**PROBLEM REQUIREMENTS:** Scan the records below for the line with "configured level layout." and the line with "let epoch = self.drive.cancel_epoch();". Repeat those two lines and every line between them exactly, and nothing else.

Stored data:
--------------------------------------------------

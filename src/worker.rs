//! Non-blocking facade over the drive engine.
//!
//! [`AsyncDrive`] owns a [`Drive`] and runs its operations one at a time on a
//! dedicated worker thread. Each call returns a [`Pending`] handle right
//! away: `.await` it from async code or call [`Pending::wait`] from a
//! blocking thread.
//!
//! # Cancellation
//!
//! [`AsyncDrive::force_cancel`] cancels the running operation and every
//! operation queued before the call. Operations queued after it run
//! normally: the worker clears the engine's cancellation flag before each job
//! whose submission is newer than the last cancel.
//!
//! # Example
//!
//! ```no_run
//! use festo_fhpp::{AsyncDrive, Drive, DriveConfig, Levels};
//!
//! # async fn run() -> festo_fhpp::Result<()> {
//! let drive = AsyncDrive::new(Drive::new(DriveConfig::new("192.168.0.10", 502)))?
//!     .with_coefficient(1000.0)?
//!     .with_levels(Levels::new(21, 13.0)?);
//!
//! drive.connect().await?;
//! drive.homing().await?;
//! drive.move_to_level(4, 100).await?;
//! println!("at {} mm", drive.travel_position().await?);
//! # Ok(())
//! # }
//! ```

use std::future::Future;
use std::pin::Pin;
use std::sync::Arc;
use std::task::{Context, Poll};
use std::thread::{self, JoinHandle};

use crossbeam_channel::{Receiver, Sender};
use tokio::sync::oneshot;
use tracing::{debug, error};

use crate::drive::{Drive, PositionObserver};
use crate::error::{FhppError, Result};
use crate::profile::Profile;
use crate::status::DriveStatus;
use crate::transport::{RegisterTransport, TcpTransport};

/// Speed used by [`AsyncDrive::travel_to`] unless configured otherwise.
pub const DEFAULT_TRAVEL_SPEED: u8 = 100;

type Job<T> = Box<dyn FnOnce(&Drive<T>) + Send>;

/// Completion handle of a queued operation.
///
/// Resolves to [`FhppError::WorkerStopped`] if the worker goes away before
/// running the job.
#[must_use = "a queued operation reports its result through this handle"]
#[derive(Debug)]
pub struct Pending<R> {
    rx: oneshot::Receiver<Result<R>>,
}

impl<R> Pending<R> {
    /// Blocks until the operation finishes.
    ///
    /// # Panics
    ///
    /// Panics when called from within an asynchronous runtime; `.await` the
    /// handle there instead.
    pub fn wait(self) -> Result<R> {
        self.rx
            .blocking_recv()
            .unwrap_or(Err(FhppError::WorkerStopped))
    }
}

impl<R> Future for Pending<R> {
    type Output = Result<R>;

    fn poll(mut self: Pin<&mut Self>, cx: &mut Context<'_>) -> Poll<Self::Output> {
        Pin::new(&mut self.rx)
            .poll(cx)
            .map(|result| result.unwrap_or(Err(FhppError::WorkerStopped)))
    }
}

/// Evenly spaced stop positions, in user units.
///
/// Level `n` lies at `n * level_height`. Valid levels are `0..max_levels`.
///
/// # Example
///
/// ```
/// use festo_fhpp::Levels;
///
/// let levels = Levels::new(21, 13.0).unwrap();
/// assert_eq!(levels.height_of(4).unwrap(), 52.0);
/// assert!(levels.height_of(21).is_err());
/// ```
#[derive(Debug, Clone, Copy, PartialEq)]
#[cfg_attr(feature = "serde", derive(serde::Serialize, serde::Deserialize))]
pub struct Levels {
    /// Number of levels.
    pub max_levels: u32,
    /// Distance between neighbouring levels.
    pub level_height: f64,
}

impl Levels {
    /// Creates a level layout.
    ///
    /// # Errors
    ///
    /// Returns `InvalidParameter` if there are no levels or the height is not
    /// a positive finite number.
    pub fn new(max_levels: u32, level_height: f64) -> Result<Self> {
        if max_levels == 0 {
            return Err(FhppError::invalid_parameter(
                "max_levels",
                "must be greater than 0",
            ));
        }
        if !level_height.is_finite() || level_height <= 0.0 {
            return Err(FhppError::invalid_parameter(
                "level_height",
                format!("must be a positive number, got {}", level_height),
            ));
        }
        Ok(Self {
            max_levels,
            level_height,
        })
    }

    /// Returns the height of a level.
    ///
    /// # Errors
    ///
    /// Returns `InvalidParameter` if `level` is not below `max_levels`.
    pub fn height_of(&self, level: u32) -> Result<f64> {
        if level >= self.max_levels {
            return Err(FhppError::invalid_parameter(
                "level",
                format!("{} is out of range 0..{}", level, self.max_levels),
            ));
        }
        Ok(f64::from(level) * self.level_height)
    }
}

/// Queued, non-blocking access to a [`Drive`].
///
/// Operations run strictly in submission order on one worker thread named
/// `fhpp-drive`. [`force_cancel`](AsyncDrive::force_cancel) skips the queue so
/// it can interrupt the running operation. Dropping the facade lets queued
/// operations finish, then joins the worker.
pub struct AsyncDrive<T: RegisterTransport + 'static = TcpTransport> {
    drive: Arc<Drive<T>>,
    jobs: Option<Sender<Job<T>>>,
    worker: Option<JoinHandle<()>>,
    coefficient: f64,
    travel_speed: u8,
    levels: Option<Levels>,
}

impl<T: RegisterTransport + 'static> AsyncDrive<T> {
    /// Starts the worker thread for `drive`.
    ///
    /// # Errors
    ///
    /// Returns `FhppError::Io` if the thread cannot be spawned.
    pub fn new(drive: Drive<T>) -> Result<Self> {
        let drive = Arc::new(drive);
        let (jobs, queue) = crossbeam_channel::unbounded();
        let worker = thread::Builder::new().name("fhpp-drive".into()).spawn({
            let drive = Arc::clone(&drive);
            move || run_jobs(drive, queue)
        })?;

        Ok(Self {
            drive,
            jobs: Some(jobs),
            worker: Some(worker),
            coefficient: 1.0,
            travel_speed: DEFAULT_TRAVEL_SPEED,
            levels: None,
        })
    }

    /// Sets the drive units per user unit used by the travel helpers.
    ///
    /// # Errors
    ///
    /// Returns `InvalidParameter` if `coefficient` is not a positive finite
    /// number.
    pub fn with_coefficient(mut self, coefficient: f64) -> Result<Self> {
        self.coefficient = check_coefficient(coefficient)?;
        Ok(self)
    }

    /// Sets the speed used by [`travel_to`](AsyncDrive::travel_to).
    pub fn with_travel_speed(mut self, speed: u8) -> Self {
        self.travel_speed = speed;
        self
    }

    /// Sets the level layout used by [`move_to_level`](AsyncDrive::move_to_level).
    pub fn with_levels(mut self, levels: Levels) -> Self {
        self.levels = Some(levels);
        self
    }

    /// Returns the shared engine.
    pub fn drive(&self) -> &Arc<Drive<T>> {
        &self.drive
    }

    /// Returns the drive units per user unit.
    pub fn coefficient(&self) -> f64 {
        self.coefficient
    }

    /// Returns the configured level layout.
    pub fn levels(&self) -> Option<Levels> {
        self.levels
    }

    /// Queues a job and returns its completion handle.
    ///
    /// The job fails with `Cancelled` without running if a cancel arrives
    /// between submission and its start.
    pub fn submit<R, F>(&self, job: F) -> Pending<R>
    where
        R: Send + 'static,
        F: FnOnce(&Drive<T>) -> Result<R> + Send + 'static,
    {
        let (tx, rx) = oneshot::channel();
        let epoch = self.drive.cancel_epoch();
        let job: Job<T> = Box::new(move |drive| {
            drive.reset_cancel();
            let result = if drive.cancel_epoch() == epoch {
                job(drive)
            } else {
                debug!("skipping job cancelled while queued");
                Err(FhppError::cancelled(drive.last_status()))
            };
            // The caller may have dropped its handle.
            let _ = tx.send(result);
        });
        if let Some(jobs) = &self.jobs {
            if jobs.send(job).is_err() {
                error!("drive worker is gone");
            }
        }
        Pending { rx }
    }

    /// Queues [`Drive::connect`].
    pub fn connect(&self) -> Pending<()> {
        self.submit(|drive| drive.connect())
    }

    /// Queues [`Drive::disconnect`].
    pub fn disconnect(&self) -> Pending<()> {
        self.submit(|drive| {
            drive.disconnect();
            Ok(())
        })
    }

    /// Queues [`Drive::unlock`].
    pub fn unlock(&self, profile: Profile) -> Pending<()> {
        self.submit(move |drive| drive.unlock(profile))
    }

    /// Queues [`Drive::lock_drive`].
    pub fn lock_drive(&self) -> Pending<()> {
        self.submit(|drive| drive.lock_drive())
    }

    /// Queues [`Drive::clear_error`].
    pub fn clear_error(&self) -> Pending<()> {
        self.submit(|drive| drive.clear_error())
    }

    /// Queues [`Drive::home`].
    pub fn home(&self) -> Pending<()> {
        self.submit(|drive| drive.home())
    }

    /// Queues [`Drive::position_to`].
    pub fn position_to(&self, target: i32, speed: u8) -> Pending<()> {
        self.submit(move |drive| drive.position_to(target, speed))
    }

    /// Queues [`Drive::start_record`].
    pub fn start_record(&self, record: u8) -> Pending<()> {
        self.submit(move |drive| drive.start_record(record))
    }

    /// Queues [`Drive::read_position`].
    pub fn read_position(&self) -> Pending<i32> {
        self.submit(|drive| drive.read_position())
    }

    /// Queues [`Drive::status`].
    pub fn status(&self) -> Pending<DriveStatus> {
        self.submit(|drive| drive.status())
    }

    /// Queues [`Drive::is_locked`].
    pub fn is_locked(&self) -> Pending<bool> {
        self.submit(|drive| drive.is_locked())
    }

    /// Queues [`Drive::is_error`].
    pub fn is_error(&self) -> Pending<bool> {
        self.submit(|drive| drive.is_error())
    }

    /// Queues [`Drive::is_ready`].
    pub fn is_ready(&self) -> Pending<bool> {
        self.submit(|drive| drive.is_ready())
    }

    /// Unlocks in the direct profile and runs the reference search, as one job.
    pub fn homing(&self) -> Pending<()> {
        self.submit(|drive| {
            drive.unlock(Profile::Direct)?;
            drive.home()
        })
    }

    /// Moves to `value` user units, scaled by the coefficient.
    pub fn travel_to(&self, value: f64) -> Pending<()> {
        let speed = self.travel_speed;
        match to_drive_units(value, self.coefficient) {
            Ok(target) => self.position_to(target, speed),
            Err(e) => self.failed(e),
        }
    }

    /// Reads the actual position in user units.
    pub fn travel_position(&self) -> Pending<f64> {
        let coefficient = self.coefficient;
        self.submit(move |drive| {
            let position = drive.read_position()?;
            Ok(f64::from(position) / coefficient)
        })
    }

    /// Moves to a level of the configured layout.
    ///
    /// Fails with `InvalidParameter` without touching the drive if no layout
    /// is configured or the level is out of range.
    pub fn move_to_level(&self, level: u32, speed: u8) -> Pending<()> {
        let target = self
            .levels
            .ok_or_else(|| FhppError::invalid_parameter("levels", "no level layout configured"))
            .and_then(|levels| levels.height_of(level))
            .and_then(|height| to_drive_units(height, self.coefficient));
        match target {
            Ok(target) => self.position_to(target, speed),
            Err(e) => self.failed(e),
        }
    }

    /// Installs the positioning observer on the engine.
    pub fn set_observer(&self, observer: impl PositionObserver + 'static) {
        self.drive.set_observer(observer);
    }

    /// Cancels the running operation and everything queued so far, without
    /// waiting in the queue.
    ///
    /// See [`Drive::force_cancel`].
    pub fn force_cancel(&self) -> Result<()> {
        self.drive.force_cancel()
    }

    /// Clears the cancellation flag without waiting in the queue.
    ///
    /// Queued jobs clear it themselves; this is only needed before calling
    /// the engine directly through [`drive`](AsyncDrive::drive).
    pub fn reset_cancel(&self) {
        self.drive.reset_cancel();
    }

    fn failed<R>(&self, e: FhppError) -> Pending<R> {
        let (tx, rx) = oneshot::channel();
        let _ = tx.send(Err(e));
        Pending { rx }
    }
}

fn run_jobs<T: RegisterTransport>(drive: Arc<Drive<T>>, queue: Receiver<Job<T>>) {
    debug!("drive worker started");
    for job in queue.iter() {
        job(&drive);
    }
    debug!("drive worker stopped");
}

fn check_coefficient(coefficient: f64) -> Result<f64> {
    if !coefficient.is_finite() || coefficient <= 0.0 {
        return Err(FhppError::invalid_parameter(
            "coefficient",
            format!("must be a positive number, got {}", coefficient),
        ));
    }
    Ok(coefficient)
}

fn to_drive_units(value: f64, coefficient: f64) -> Result<i32> {
    check_coefficient(coefficient)?;
    let scaled = (value * coefficient).round();
    if !scaled.is_finite() || scaled < f64::from(i32::MIN) || scaled > f64::from(i32::MAX) {
        return Err(FhppError::invalid_parameter(
            "value",
            format!("{} x {} is out of the drive range", value, coefficient),
        ));
    }
    Ok(scaled as i32)
}

impl<T: RegisterTransport + 'static> Drop for AsyncDrive<T> {
    fn drop(&mut self) {
        // Closing the queue ends the worker loop after the queued jobs.
        self.jobs.take();
        if let Some(worker) = self.worker.take() {
            if worker.join().is_err() {
                error!("drive worker panicked");
            }
        }
    }
}

impl<T: RegisterTransport + std::fmt::Debug + 'static> std::fmt::Debug for AsyncDrive<T> {
    fn fmt(&self, f: &mut std::fmt::Formatter<'_>) -> std::fmt::Result {
        f.debug_struct("AsyncDrive")
            .field("drive", &self.drive)
            .field("coefficient", &self.coefficient)
            .field("travel_speed", &self.travel_speed)
            .field("levels", &self.levels)
            .finish()
    }
}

--------------------------------------------------

**SOLUTION TO THIS PROBLEM:**
    /// Returns the configured level layout.
    pub fn levels(&self) -> Option<Levels> {
        self.levels
    }

    /// Queues a job and returns its completion handle.
    ///
    /// The job fails with `Cancelled` without running if a cancel arrives
    /// between submission and its start.
    pub fn submit<R, F>(&self, job: F) -> Pending<R>
    where
        R: Send + 'static,
        F: FnOnce(&Drive<T>) -> Result<R> + Send + 'static,
    {
        let (tx, rx) = oneshot::channel();
        let epoch = self.drive.cancel_epoch();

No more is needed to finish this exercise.